**Requirement:** Identify the line in which "missing, stored as" appears, then reproduce that line and all remaining lines of the records word for word.

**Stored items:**
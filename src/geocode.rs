//! Reverse geocoding through Nominatim (OpenStreetMap)

use reqwest::Client;
use serde::Deserialize;

use crate::models::{CoordKey, LocationRow};

#[derive(Debug, thiserror::Error)]
pub enum GeocodingError {
  #[error("Reverse geocoding request failed: {0}")]
  Request(#[from] reqwest::Error),

  #[error("Reverse geocoding rejected {coord}: {message}")]
  Rejected { coord: String, message: String },
}

/// `format=jsonv2` reverse response; unknown fields are ignored
#[derive(Debug, Deserialize)]
struct NominatimResponse {
  #[serde(default)]
  error: Option<String>,
  #[serde(default)]
  place_id: Option<i64>,
  #[serde(default)]
  osm_id: Option<i64>,
  #[serde(default)]
  display_name: Option<String>,
  #[serde(default)]
  address: NominatimAddress,
}

#[derive(Debug, Default, Deserialize)]
struct NominatimAddress {
  country_code: Option<String>,
  country: Option<String>,
  region: Option<String>,
  county: Option<String>,
  state: Option<String>,
  city: Option<String>,
  town: Option<String>,
  village: Option<String>,
  suburb: Option<String>,
  quarter: Option<String>,
  neighbourhood: Option<String>,
  road: Option<String>,
  postcode: Option<String>,
}

pub struct NominatimGeocoder {
  http: Client,
  base_url: String,
}

impl NominatimGeocoder {
  pub fn new(base_url: impl Into<String>, user_agent: &str) -> Result<Self, GeocodingError> {
    // Nominatim refuses requests without an identifying User-Agent
    let http = Client::builder().user_agent(user_agent).build()?;
    Ok(Self {
      http,
      base_url: base_url.into().trim_end_matches('/').to_string(),
    })
  }

  /// Resolve one coordinate pair to an address row
  pub async fn reverse(&self, coord: CoordKey) -> Result<LocationRow, GeocodingError> {
    let url = format!("{}/reverse", self.base_url);

    let response = self
      .http
      .get(&url)
      .query(&[
        ("format", "jsonv2".to_string()),
        ("lat", format!("{:.6}", coord.latitude())),
        ("lon", format!("{:.6}", coord.longitude())),
        ("addressdetails", "1".to_string()),
      ])
      .send()
      .await?;

    let status = response.status();
    let body = response.text().await?;

    if !status.is_success() {
      return Err(GeocodingError::Rejected {
        coord: coord.to_string(),
        message: format!("HTTP {}: {}", status, body),
      });
    }

    let parsed: NominatimResponse =
      serde_json::from_str(&body).map_err(|e| GeocodingError::Rejected {
        coord: coord.to_string(),
        message: format!("unparseable response ({}): {}", e, body),
      })?;

    if let Some(error) = parsed.error {
      return Err(GeocodingError::Rejected {
        coord: coord.to_string(),
        message: error,
      });
    }

    Ok(into_location_row(coord, parsed))
  }
}

fn into_location_row(coord: CoordKey, response: NominatimResponse) -> LocationRow {
  let address = response.address;

  LocationRow {
    latitude: coord.latitude(),
    longitude: coord.longitude(),
    place_id: response.place_id,
    osm_id: response.osm_id,
    country_code: address.country_code.map(|c| c.to_uppercase()),
    country: address.country,
    region: address.region.or(address.county),
    state_name: address.state,
    city: address.city,
    town: address.town,
    village: address.village,
    suburb: address.suburb,
    quarter: address.quarter,
    neighborhood: address.neighbourhood,
    street: address.road,
    postal: address.postcode,
    address: response.display_name,
  }
}
//! Raw API response persistence and offline replay
//!
//! Layout under the dump root:
//!   activity_lists/after_<cursor>_page_<n>.json   one list page body
//!   individual_activities/<activity_id>.json      one detail body

use std::collections::{HashMap, HashSet};
use std::fs;
use std::path::{Path, PathBuf};

use serde::de::DeserializeOwned;

use crate::enricher::EnrichedActivity;
use crate::error::{PipelineError, Result};
use crate::strava::{ActivityDetail, ActivitySummary};

const LIST_DIR: &str = "activity_lists";
const DETAIL_DIR: &str = "individual_activities";

#[derive(Debug, Clone)]
pub struct RawDump {
  root: PathBuf,
}

impl RawDump {
  pub fn new(root: impl AsRef<Path>) -> Self {
    Self {
      root: root.as_ref().to_path_buf(),
    }
  }

  pub fn write_list_page(&self, after: Option<i64>, page: u32, raw: &str) -> Result<PathBuf> {
    let dir = self.root.join(LIST_DIR);
    fs::create_dir_all(&dir)?;
    let path = dir.join(format!("after_{}_page_{:05}.json", after.unwrap_or(0), page));
    fs::write(&path, raw)?;
    Ok(path)
  }

  pub fn write_detail(&self, activity_id: i64, raw: &str) -> Result<PathBuf> {
    let dir = self.root.join(DETAIL_DIR);
    fs::create_dir_all(&dir)?;
    let path = dir.join(format!("{}.json", activity_id));
    fs::write(&path, raw)?;
    Ok(path)
  }

  /// Read back every stored list page and detail body.
  ///
  /// Summaries are deduplicated by id (first seen wins) and ordered by start
  /// date; details are keyed by the id inside each body.
  pub fn load(&self) -> Result<(Vec<ActivitySummary>, HashMap<i64, ActivityDetail>)> {
    let mut seen = HashSet::new();
    let mut summaries = Vec::new();

    for path in json_files(&self.root.join(LIST_DIR))? {
      let page: Vec<ActivitySummary> = read_json(&path)?;
      summaries.extend(page.into_iter().filter(|a| seen.insert(a.id)));
    }
    summaries.sort_by_key(|a| a.start_date);

    let mut details = HashMap::new();
    for path in json_files(&self.root.join(DETAIL_DIR))? {
      let detail: ActivityDetail = read_json(&path)?;
      details.insert(detail.id, detail);
    }

    tracing::info!(
      root = %self.root.display(),
      activities = summaries.len(),
      details = details.len(),
      "Loaded raw dump"
    );

    Ok((summaries, details))
  }

  /// Join stored summaries with their details; activities without one are left unenriched
  pub fn load_batch(&self) -> Result<Vec<EnrichedActivity>> {
    let (summaries, mut details) = self.load()?;

    Ok(
      summaries
        .into_iter()
        .map(|summary| {
          let detail = details.remove(&summary.id);
          EnrichedActivity { summary, detail }
        })
        .collect(),
    )
  }
}

/// `*.json` files in name order; a missing directory is empty
fn json_files(dir: &Path) -> Result<Vec<PathBuf>> {
  if !dir.is_dir() {
    return Ok(Vec::new());
  }

  let mut files = Vec::new();
  for entry in fs::read_dir(dir)? {
    let path = entry?.path();
    if path.extension().is_some_and(|ext| ext == "json") {
      files.push(path);
    }
  }
  files.sort();
  Ok(files)
}

fn read_json<T: DeserializeOwned>(path: &Path) -> Result<T> {
  let raw = fs::read_to_string(path)?;
  serde_json::from_str(&raw).map_err(|source| PipelineError::Json {
    path: path.display().to_string(),
    source,
  })
}
//! Pipeline error types
//!
//! Two tiers: `PipelineError` aborts the run, `RecordIssue` is recorded
//! against a single activity and the run continues.

use crate::config::ConfigError;
use crate::geocode::GeocodingError;
use crate::strava::StravaError;

/// ---------------------------------------------------------------------------
/// Fatal Errors
/// ---------------------------------------------------------------------------

#[derive(Debug, thiserror::Error)]
pub enum PipelineError {
  #[error(transparent)]
  Config(#[from] ConfigError),

  #[error(transparent)]
  Strava(#[from] StravaError),

  #[error(transparent)]
  Geocoding(#[from] GeocodingError),

  #[error("Database error: {0}")]
  Database(#[from] sqlx::Error),

  #[error("Migration error: {0}")]
  Migration(#[from] sqlx::migrate::MigrateError),

  #[error("IO error: {0}")]
  Io(#[from] std::io::Error),

  #[error("CSV error: {0}")]
  Csv(#[from] csv::Error),

  #[error("Invalid JSON in {path}: {source}")]
  Json {
    path: String,
    #[source]
    source: serde_json::Error,
  },

  #[error("No athlete matches {0}")]
  AthleteNotFound(String),
}

impl PipelineError {
  /// True when the remote service rejected our credentials
  pub fn is_authentication_failure(&self) -> bool {
    matches!(self, PipelineError::Strava(StravaError::Authentication(_)))
  }
}

pub type Result<T> = std::result::Result<T, PipelineError>;

/// ---------------------------------------------------------------------------
/// Per-Record Issues (recovered locally)
/// ---------------------------------------------------------------------------

#[derive(Debug, Clone, PartialEq, thiserror::Error)]
pub enum RecordIssue {
  /// A field group was missing for an activity and was replaced with nulls
  #[error("activity {activity_id}: {field} missing, stored as null")]
  MalformedRecord {
    activity_id: i64,
    field: &'static str,
  },

  /// Kept with a null pace
  #[error("activity {activity_id}: zero distance, pace left empty")]
  ZeroDistance { activity_id: i64 },
}

impl RecordIssue {
  pub fn activity_id(&self) -> i64 {
    match self {
      RecordIssue::MalformedRecord { activity_id, .. } => *activity_id,
      RecordIssue::ZeroDistance { activity_id } => *activity_id,
    }
  }
}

**Task answer:**
  #[error("activity {activity_id}: {field} missing, stored as null")]
  MalformedRecord {
    activity_id: i64,
    field: &'static str,
  },

  /// Kept with a null pace
  #[error("activity {activity_id}: zero distance, pace left empty")]
  ZeroDistance { activity_id: i64 },
}

impl RecordIssue {
  pub fn activity_id(&self) -> i64 {
    match self {
      RecordIssue::MalformedRecord { activity_id, .. } => *activity_id,
      RecordIssue::ZeroDistance { activity_id } => *activity_id,
    }
  }
}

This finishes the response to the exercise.